▶ Action item
Look through the records below for the line with "in the test" and the line with "use a multi-threaded", then return those lines and all lines between, exactly.

☆ ☆ ☆ ☆

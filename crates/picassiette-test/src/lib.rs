//! Helpers for testing the cache and the fetch coordinator.
//!
//! When writing tests, keep the following points in mind:
//!
//!  - In every test, call [`setup`]. This will set up the logger so that all console output
//!    is captured by the test runner.
//!
//!  - When using [`tempdir`], make sure that the handle to the temp directory is held for the
//!    entire lifetime of the test. The persistent store creates its directory again lazily after it
//!    has been deleted, which would leak it. To avoid this, assign it to a variable in the test
//!    function (e.g. `let cache_dir = test::tempdir()`).
//!
//!  - Producers run on the blocking pool. A [`Gate`] holds them there until the test releases it,
//!    which is how tests observe a fetch "while it is running". Always use a multi-threaded
//!    runtime for tests that block on a [`Gate`].

use std::collections::HashMap;
use std::sync::{Condvar, Mutex};
use std::time::Duration;

use tracing_subscriber::filter::EnvFilter;
use tracing_subscriber::fmt::fmt;

pub use tempfile::TempDir;

/// How long a [`Gate`] blocks at most before giving up, so a broken test fails instead of hanging.
const GATE_TIMEOUT: Duration = Duration::from_secs(30);

/// Setup the test environment.
///
///  - Initializes logs: The logger only captures logs from the `picassiette` crate and mutes all
///    other logs.
pub fn setup() {
    fmt()
        .with_env_filter(EnvFilter::new("picassiette=trace"))
        .with_target(false)
        .pretty()
        .with_test_writer()
        .try_init()
        .ok();
}

/// Creates a temporary directory.
///
/// The directory is deleted when the [`TempDir`] instance is dropped, unless
/// [`into_path`](TempDir::into_path) is called. Use it as a guard to automatically clean up after
/// tests.
pub fn tempdir() -> TempDir {
    TempDir::new().unwrap()
}

#[derive(Debug, Default)]
struct GateState {
    open: bool,
    arrivals: usize,
}

/// A latch that blocks threads until it is opened.
///
/// Threads calling [`pass`](Self::pass) are counted as they arrive, so a test can wait until a
/// certain number of producers is blocked before changing the state under test.
#[derive(Debug, Default)]
pub struct Gate {
    state: Mutex<GateState>,
    changed: Condvar,
}

impl Gate {
    pub fn new() -> Self {
        Self::default()
    }

    /// Blocks the current thread until the gate is open.
    ///
    /// # Panics
    ///
    /// Panics if the gate stays closed for too long.
    pub fn pass(&self) {
        let mut state = self.state.lock().unwrap();
        state.arrivals += 1;
        self.changed.notify_all();

        let (state, _) = self
            .changed
            .wait_timeout_while(state, GATE_TIMEOUT, |state| !state.open)
            .unwrap();
        assert!(state.open, "gate was never opened");
    }

    /// Opens the gate, releasing every blocked thread and letting later ones pass immediately.
    pub fn open(&self) {
        self.state.lock().unwrap().open = true;
        self.changed.notify_all();
    }

    /// The number of threads that have arrived at the gate so far.
    pub fn arrivals(&self) -> usize {
        self.state.lock().unwrap().arrivals
    }

    /// Blocks the current thread until at least `count` threads have arrived at the gate.
    ///
    /// # Panics
    ///
    /// Panics if they do not arrive in time.
    pub fn wait_for_arrivals(&self, count: usize) {
        let state = self.state.lock().unwrap();
        let (state, _) = self
            .changed
            .wait_timeout_while(state, GATE_TIMEOUT, |state| state.arrivals < count)
            .unwrap();
        assert!(
            state.arrivals >= count,
            "expected {count} arrivals, got {}",
            state.arrivals
        );
    }
}

/// Counts invocations per key.
#[derive(Debug, Default)]
pub struct CallCounter {
    calls: Mutex<HashMap<String, usize>>,
}

impl CallCounter {
    pub fn new() -> Self {
        Self::default()
    }

    /// Records a call for `key` and returns how many calls there were for it, including this one.
    pub fn record(&self, key: &str) -> usize {
        let mut calls = self.calls.lock().unwrap();
        let count = calls.entry(key.to_owned()).or_default();
        *count += 1;
        *count
    }

    pub fn get(&self, key: &str) -> usize {
        self.calls.lock().unwrap().get(key).copied().unwrap_or_default()
    }

    pub fn total(&self) -> usize {
        self.calls.lock().unwrap().values().sum()
    }
}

☆ ☆ ☆ ☆

▶ Result of this task
//!    has been deleted, which would leak it. To avoid this, assign it to a variable in the test
//!    function (e.g. `let cache_dir = test::tempdir()`).
//!
//!  - Producers run on the blocking pool. A [`Gate`] holds them there until the test releases it,
//!    which is how tests observe a fetch "while it is running". Always use a multi-threaded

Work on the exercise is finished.